Self-adjoint operators.

This concept is one of the first introduced in linear algebra university course. However, as it happens with most knowledge you were not ready to understand, just few facts left in my head.

The reason why I had to return to it was use of eigenvalues and eigenvectors in graph clustering. Their existence was guaranteed by well-known theorem, that eigenvectors of symmetric matrices are orthonormal basis of vector space.

But what is orthonormal? We need scalar product to introduce such concept. In turn, we need basis to define scalar product. It’s not a problem if we stay at matrix level of understanding vector spaces, cause when we have a matrix it means, that we’ve already chosen some basis. But what if we try to make one step up to abstract linear spaces and linear operators defined on them?

Symmetric matrix corresponds to self-adjoint operator A:
(x, Ay) = (Ax, y)

As we see, we need scalar product (and thus a basis) to introduce self-adjointness.

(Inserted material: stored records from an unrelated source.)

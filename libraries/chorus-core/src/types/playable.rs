//! Playable units
//!
//! A `Playable` is what the resolver hands to the playback layer. Its audio
//! is either known up front, kept as a catalog identity for a player that
//! can consume catalog items directly, or deferred: a placeholder whose
//! stream is filled in later by a background loader.

use super::catalog::{CatalogItem, Episode, Track};
use super::media::{AudioTrack, Video};
use crate::error::{ResolveError, Result};
use serde::{Deserialize, Serialize};
use std::fmt;
use tokio::sync::watch;

/// Concrete stream the player can open
#[derive(Debug, Clone, PartialEq, Eq, Serialize, Deserialize)]
pub struct StreamInfo {
    pub url: String,
    pub title: String,
    pub duration_ms: u64,
}

#[derive(Debug, Clone)]
enum DeferredState {
    Pending,
    Ready(StreamInfo),
    Failed(String),
}

/// Create a linked slot/handle pair for a stream that resolves later
///
/// The slot goes to whoever performs the lookup, the handle stays with the
/// playable. Dropping the slot without completing it marks the stream as
/// interrupted.
pub fn deferred() -> (DeferredSlot, DeferredAudio) {
    let (tx, rx) = watch::channel(DeferredState::Pending);
    (DeferredSlot { tx }, DeferredAudio { rx })
}

/// Write side of a deferred stream
pub struct DeferredSlot {
    tx: watch::Sender<DeferredState>,
}

impl DeferredSlot {
    /// Publish the resolved stream
    pub fn complete(self, stream: StreamInfo) {
        self.tx.send_replace(DeferredState::Ready(stream));
    }

    /// Publish a resolution failure
    pub fn fail(self, reason: impl Into<String>) {
        self.tx.send_replace(DeferredState::Failed(reason.into()));
    }

    /// Whether any playable still holds the read side
    pub fn is_wanted(&self) -> bool {
        !self.tx.is_closed()
    }
}

impl fmt::Debug for DeferredSlot {
    fn fmt(&self, f: &mut fmt::Formatter<'_>) -> fmt::Result {
        f.debug_struct("DeferredSlot").finish_non_exhaustive()
    }
}

/// Read side of a deferred stream
#[derive(Clone)]
pub struct DeferredAudio {
    rx: watch::Receiver<DeferredState>,
}

impl DeferredAudio {
    /// Current state without waiting
    ///
    /// `Ok(None)` while the loader is still working. Once the loader failed
    /// or went away the stream can never arrive, so this is `Unavailable`.
    pub fn current(&self) -> Result<Option<StreamInfo>> {
        let interrupted = self.rx.has_changed().is_err();
        match &*self.rx.borrow() {
            DeferredState::Ready(stream) => Ok(Some(stream.clone())),
            DeferredState::Failed(reason) => Err(ResolveError::unavailable(reason.clone())),
            DeferredState::Pending if interrupted => Err(ResolveError::unavailable(
                "background resolution was interrupted",
            )),
            DeferredState::Pending => Ok(None),
        }
    }

    /// Wait until the loader publishes a result
    pub async fn wait(&self) -> Result<StreamInfo> {
        let mut rx = self.rx.clone();
        let state = rx
            .wait_for(|state| !matches!(state, DeferredState::Pending))
            .await
            .map_err(|_| ResolveError::unavailable("background resolution was interrupted"))?;

        match &*state {
            DeferredState::Ready(stream) => Ok(stream.clone()),
            DeferredState::Failed(reason) => Err(ResolveError::unavailable(reason.clone())),
            DeferredState::Pending => Err(ResolveError::unavailable(
                "background resolution was interrupted",
            )),
        }
    }
}

impl fmt::Debug for DeferredAudio {
    fn fmt(&self, f: &mut fmt::Formatter<'_>) -> fmt::Result {
        let state = match &*self.rx.borrow() {
            DeferredState::Pending => "pending",
            DeferredState::Ready(_) => "ready",
            DeferredState::Failed(_) => "failed",
        };
        f.debug_struct("DeferredAudio").field("state", &state).finish()
    }
}

/// Where a playable came from
#[derive(Debug, Clone, PartialEq, Eq)]
pub enum PlayableOrigin {
    CatalogTrack(Track),
    CatalogEpisode(Episode),
    Video(Video),
    Audio(AudioTrack),
}

impl From<CatalogItem> for PlayableOrigin {
    fn from(item: CatalogItem) -> Self {
        match item {
            CatalogItem::Track(t) => Self::CatalogTrack(t),
            CatalogItem::Episode(e) => Self::CatalogEpisode(e),
        }
    }
}

/// How the player gets at the audio of a playable
#[derive(Debug, Clone)]
pub enum PlayableAudio {
    /// Catalog identity, consumed directly by a catalog-capable player
    Catalog { uri: String },
    /// Stream known at resolution time
    Stream(StreamInfo),
    /// Stream filled in by the background loader
    Deferred(DeferredAudio),
}

/// What the player should open once a playable is due
#[derive(Debug, Clone, PartialEq, Eq)]
pub enum PlaybackTarget {
    Catalog { uri: String },
    Stream(StreamInfo),
}

/// Uniform output unit of a resolution
#[derive(Debug, Clone)]
pub struct Playable {
    origin: PlayableOrigin,
    audio: PlayableAudio,
}

impl Playable {
    pub fn new(origin: PlayableOrigin, audio: PlayableAudio) -> Self {
        Self { origin, audio }
    }

    pub fn origin(&self) -> &PlayableOrigin {
        &self.origin
    }

    pub fn audio(&self) -> &PlayableAudio {
        &self.audio
    }

    /// Provider-side identifier of the origin item
    pub fn id(&self) -> &str {
        match &self.origin {
            PlayableOrigin::CatalogTrack(t) => &t.id,
            PlayableOrigin::CatalogEpisode(e) => &e.id,
            PlayableOrigin::Video(v) => &v.id,
            PlayableOrigin::Audio(a) => &a.identifier,
        }
    }

    /// Human readable label
    pub fn display(&self) -> String {
        match &self.origin {
            PlayableOrigin::CatalogTrack(t) => t.display(),
            PlayableOrigin::CatalogEpisode(e) => e.display(),
            PlayableOrigin::Video(v) => v.title.clone(),
            PlayableOrigin::Audio(a) => format!("{} by {}", a.title, a.author),
        }
    }

    pub fn duration_ms(&self) -> u64 {
        match &self.origin {
            PlayableOrigin::CatalogTrack(t) => t.duration_ms,
            PlayableOrigin::CatalogEpisode(e) => e.duration_ms,
            PlayableOrigin::Video(v) => v.duration_ms,
            PlayableOrigin::Audio(a) => a.duration_ms,
        }
    }

    /// Whether the stream is filled in by the background loader
    pub fn is_deferred(&self) -> bool {
        matches!(self.audio, PlayableAudio::Deferred(_))
    }

    /// Current stream without waiting
    ///
    /// `Ok(None)` for catalog identities and for deferred streams that are
    /// still loading. Fails with `Unavailable` when a deferred stream can
    /// no longer arrive.
    pub fn stream(&self) -> Result<Option<StreamInfo>> {
        match &self.audio {
            PlayableAudio::Catalog { .. } => Ok(None),
            PlayableAudio::Stream(stream) => Ok(Some(stream.clone())),
            PlayableAudio::Deferred(deferred) => deferred.current(),
        }
    }

    /// Wait for whatever the player needs to open this playable
    pub async fn playback_target(&self) -> Result<PlaybackTarget> {
        match &self.audio {
            PlayableAudio::Catalog { uri } => Ok(PlaybackTarget::Catalog { uri: uri.clone() }),
            PlayableAudio::Stream(stream) => Ok(PlaybackTarget::Stream(stream.clone())),
            PlayableAudio::Deferred(deferred) => deferred.wait().await.map(PlaybackTarget::Stream),
        }
    }
}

So my question is: is self-adjointness property of linear operator or linear operator with respect to some basis of vector space?

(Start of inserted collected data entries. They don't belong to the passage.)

mod catalog;
mod credentials;
mod ids;
mod input;
mod loaded;
mod local;
mod media;
mod playable;
mod source;

pub use catalog::{
    AlbumRef, AlbumSummary, ArtistRef, CatalogItem, Episode, PlaylistSummary, ShowRef,
    ShowSummary, Track,
};
pub use credentials::{CredentialContext, Login};
pub use ids::{Requester, RequesterId, ScopeId};
pub use input::{flags, ArgumentSet, CommandInput, ProviderHint};
pub use loaded::{LoadedEntity, Outcome, Resolution};
pub use local::{LocalPlaylist, PlaylistItem};
pub use media::{AudioCollection, AudioItem, AudioTrack, Video, VideoPlaylist};
pub use playable::{
    deferred, DeferredAudio, DeferredSlot, PlaybackTarget, Playable, PlayableAudio,
    PlayableOrigin, StreamInfo,
};
pub use source::{Source, UriDescriptor, UriKind};
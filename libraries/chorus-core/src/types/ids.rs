//! ID types for Chorus entities
use serde::{Deserialize, Serialize};
use std::fmt;

/// Identifier of the user issuing a request
#[derive(Debug, Clone, PartialEq, Eq, Hash, Serialize, Deserialize)]
#[serde(transparent)]
pub struct RequesterId(String);

impl RequesterId {
    /// Create a new requester ID
    pub fn new(id: impl Into<String>) -> Self {
        Self(id.into())
    }

    /// Get the inner string
    pub fn as_str(&self) -> &str {
        &self.0
    }
}

impl fmt::Display for RequesterId {
    fn fmt(&self, f: &mut fmt::Formatter<'_>) -> fmt::Result {
        write!(f, "{}", self.0)
    }
}

/// Identifier of the scope a request runs in (server, channel, session)
///
/// Local playlists are stored per scope.
#[derive(Debug, Clone, PartialEq, Eq, Hash, Serialize, Deserialize)]
#[serde(transparent)]
pub struct ScopeId(String);

impl ScopeId {
    /// Create a new scope ID
    pub fn new(id: impl Into<String>) -> Self {
        Self(id.into())
    }

    /// Get the inner string
    pub fn as_str(&self) -> &str {
        &self.0
    }
}

impl fmt::Display for ScopeId {
    fn fmt(&self, f: &mut fmt::Formatter<'_>) -> fmt::Result {
        write!(f, "{}", self.0)
    }
}

/// The user and scope on whose behalf a request is resolved
#[derive(Debug, Clone, PartialEq, Eq, Serialize, Deserialize)]
pub struct Requester {
    pub id: RequesterId,
    pub scope: ScopeId,
}

impl Requester {
    pub fn new(id: impl Into<String>, scope: impl Into<String>) -> Self {
        Self {
            id: RequesterId::new(id),
            scope: ScopeId::new(scope),
        }
    }
}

The answer is easy. Let’s fix basis E. Operator is self-adjoint in basis E if and only if it is distension in a set of directions, that can be obtained from E with isometry (orthogonal transformations). Thus, any operator with system of eigenvectors F unequivalent to E (there’s no isometry to map E to F) is not self-adjoint with respect to E but is self-adjoint with respect to F!

So self-adjointness is property of operator with respect to basis.

Well, having done with one question we meet another one: what about orthogonal operators? Is this property basis independent or not?

The answer is negative again. Unfortunately, I don’t know beautiful explanation. But I’ll show a counterexample. If discussed property doesn’t depend on the basis, all the matrices of form S^{-1}AS should be orthogonal is A is orthogonal. But it doesn’t hold for:

A = \left( \begin{array}{cc} 0 & 1 \\ 1 & 0 \end{array} \right)

S = \left( \begin{array}{cc} 0 & 1 \\ 1 & 1 \end{array} \right)

S^{-1}AS = \left( \begin{array}{cc} -1 & 0 \\ 1 & 1 \end{array} \right)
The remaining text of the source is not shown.